Medically reviewed by Aimee Paik, MD
Written by Daley Quinn
Last updated 8/2/2021
If retinoids were to ever receive a high-school superlative, it would definitely be “teacher’s pet”—the anti-aging powerhouse works hard to treat so many different skin concerns, from fine lines and wrinkles to sun damage, to acne and more. This teacher’s pet is up late working at night, is beloved by almost every dermatologist, can definitely be irritating at times, and consistently outperforms everyone in their class.
Retinoids are a tried-and-true ingredient in the skincare world, but with so many different types of retinoids available, it’s confusing to know which type to use for which skin concern.
Both retinol and retinoids are Vitamin A derivatives. Although both eventually convert to retinoic acid in the skin, one class is a lot more powerful than the other. Unlike retinoids, retinols can be found over the counter and are a weaker Vitamin A derivative because retinol needs to be converted to retinoic acid by the body before it can be used for anti-aging goodness. Retinoids, on the other hand, are prescribed by your dermatologist and ones like tretinoin (also known as Retin-A or retinoic acid) can quickly be used by the body and are much stronger than their over-the-counter counterparts.
Retinols work more gradually and might not be as irritating as a retinoid. However, it will take longer to see results from a retinol as opposed to a prescription-grade retinoid. The results may also not be as dramatic.

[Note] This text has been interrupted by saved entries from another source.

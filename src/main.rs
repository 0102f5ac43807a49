use std::sync::Arc;

use clap::Parser;
use tracing::{error, info};
use tracing_subscriber::{fmt, prelude::*, EnvFilter};

use brainstorm_reasoning::{
    config::{Config, GenerationBackend, LogFormat},
    generation::{GenerationContract, LangbaseGenerator, StubGenerator},
    langbase::LangbaseClient,
    AppError, Pipeline,
};

/// Brainstorm solutions for a task with Tree-of-Thoughts and Graph-of-Thoughts.
#[derive(Debug, Parser)]
#[command(name = "brainstorm", version, about)]
struct Cli {
    /// Problem statement to brainstorm on
    #[arg(short, long)]
    task: String,

    /// Tree depth, counting the initial generation
    #[arg(long)]
    depth: Option<usize>,

    /// Parents expanded per tree level
    #[arg(long)]
    branching_factor: Option<usize>,

    /// Seed for community detection
    #[arg(long)]
    seed: Option<u64>,

    /// Generation backend (stub or langbase)
    #[arg(long)]
    backend: Option<GenerationBackend>,

    /// Print compact JSON instead of pretty JSON
    #[arg(long)]
    compact: bool,
}

#[tokio::main]
async fn main() -> anyhow::Result<()> {
    let cli = Cli::parse();

    let mut config = match Config::from_env() {
        Ok(c) => c,
        Err(e) => {
            eprintln!("Configuration error: {}", e);
            std::process::exit(1);
        }
    };
    apply_overrides(&mut config, &cli);

    init_logging(&config);

    info!(
        version = env!("CARGO_PKG_VERSION"),
        backend = ?config.generation.backend,
        depth = config.pipeline.depth,
        branching_factor = config.pipeline.branching_factor,
        "Brainstorm starting..."
    );

    let contract = match build_contract(&config).await {
        Ok(c) => c,
        Err(e) => {
            error!(error = %e, "Failed to initialize generation backend");
            return Err(e.into());
        }
    };

    let pipeline = Pipeline::new(contract, &config.pipeline);
    let result = match pipeline.run(&cli.task).await {
        Ok(r) => r,
        Err(e) => {
            error!(error = %e, stage = %e.stage(), "Brainstorming failed");
            return Err(e.into());
        }
    };

    let output = if cli.compact {
        serde_json::to_string(&result)?
    } else {
        serde_json::to_string_pretty(&result)?
    };
    println!("{}", output);

    Ok(())
}

fn apply_overrides(config: &mut Config, cli: &Cli) {
    if let Some(depth) = cli.depth {
        config.pipeline.depth = depth;
    }
    if let Some(branching_factor) = cli.branching_factor {
        config.pipeline.branching_factor = branching_factor;
    }
    if let Some(seed) = cli.seed {
        config.pipeline.clustering.seed = seed;
    }
    if let Some(backend) = cli.backend {
        config.generation.backend = backend;
    }
}

/// Build the generation backend, ensuring the Langbase pipe exists when used.
async fn build_contract(config: &Config) -> Result<Arc<dyn GenerationContract>, AppError> {
    match config.generation.backend {
        GenerationBackend::Stub => {
            info!("Using stub generation backend");
            Ok(Arc::new(StubGenerator::new()))
        }
        GenerationBackend::Langbase => {
            let langbase = config.langbase.as_ref().ok_or_else(|| AppError::Config {
                message: "LANGBASE_API_KEY is required for the langbase backend".to_string(),
            })?;
            let client = LangbaseClient::new(langbase, config.request.clone())?;
            info!(base_url = %client.base_url(), "Langbase client initialized");

            let generator = LangbaseGenerator::new(client, &config.pipes.generate);
            info!(pipe = %config.pipes.generate, "Ensuring generation pipe exists...");
            generator.ensure_pipe(&config.generation).await?;
            Ok(Arc::new(generator))
        }
    }
}

/// Initialize tracing/logging
fn init_logging(config: &Config) {
    let env_filter =
        EnvFilter::try_from_default_env().unwrap_or_else(|_| EnvFilter::new(&config.logging.level));

    match config.logging.format {
        LogFormat::Json => {
            tracing_subscriber::registry()
                .with(env_filter)
                .with(fmt::layer().json().with_writer(std::io::stderr))
                .init();
        }
        LogFormat::Pretty => {
            tracing_subscriber::registry()
                .with(env_filter)
                .with(fmt::layer().with_writer(std::io::stderr))
                .init();
        }
    }
}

Whether you’re using an over-the-counter retinol or prescription retinoid, it’s best to use them at night, since retinoic acid can make your skin more sensitive to UV rays and sunlight, further decreasing the efficacy of the product. Retinol and retinoids “can be irritating, especially with initial use, so it’s best to apply it every other night for the first two to four weeks while your skin adjusts, and then use it nightly,” says Dr. Aimee Paik, a board-certified dermatologist and Medical Director of Apostrophe.
If you’re someone who has very sensitive skin or has a history of severe eczema, Dr. Paik suggests avoiding retinol and retinoids. “Patients with rosacea tend to have very sensitive skin and usually can only tolerate a retinoid/retinol very cautiously,” she says.
If you’ve been prescribed a retinoid, Dr. Paik suggests avoiding other retinols and salicylic acid treatments since it will be redundant, and the more potent, stronger retinoids will do a better job at diminishing wrinkles or treating acne. “When first starting to use a retinoid, it’s best to avoid other irritating ingredients while your skin adjusts, like glycolic acid, lactic acid, azelaic acid, foaming cleansers, and abrasive scrubs,” she says. “Benzoyl peroxide products can also contribute to irritation, but I would follow the recommendations of your doctor.”
Retinol is a low-dose, affordable topical that’s widely found in many over-the-counter anti-aging and acne products. “If you are concerned about costs or have sensitive skin, retinols are a good option for anti-aging, but they have not been shown to be effective for treating acne,” says Dr. Paik.
Also known as Retin-A and Renovac, tretinoin is a prescription-grade retinoid that’s lauded as the gold standard in acne and anti-aging treatment, according to Dr. Paik. “There are different strengths that can be curated for your skin,” explains Dr. Paik. “There is an adjustment period to tretinoin, but I think it is well worth the benefits.”
Tazarotene, also known as Tazorac, is a retinoid that’s indicated for severe acne. “It is stronger than tretinoin, but also a lot more irritating,” explains Dr. Paik. Tazarotene is really only suitable for individuals with very oily skin who are not prone to skin irritation. In other words, if you have sensitive skin, stay far away from this ingredient, as it might cause more harm than help.
Also known as Accutane, isotretinoin is a retinoid that’s taken orally and is prescribed for those with severe cystic acne with scarring. “Isotretinoin is generally reserved for those individuals who have not responded well to other treatments, or for the minority of patients who have very severe acne at initial presentation,” says Dr. Paik. Isotretinoin is usually prescribed by a dermatologist as a last resort if your skin hasn’t been responding to other acne-fighting ingredients or topicals, as it can be incredibly drying and irritating before it begins to work deep within the skin.
Adapalene is a retinoid that used to be prescription-only but is now available over-the-counter (in products such as Differin). “I think this is a good affordable option for patients who have acne, but it has not been shown to be helpful for anti-aging,” says Dr. Paik. “When used on its own without other acne treatments, adapalene can cause purging (i.e. initial worsening).” Although adapalene works well in combination with other acne treatments, it can be used alone and be effective for those with mild acne.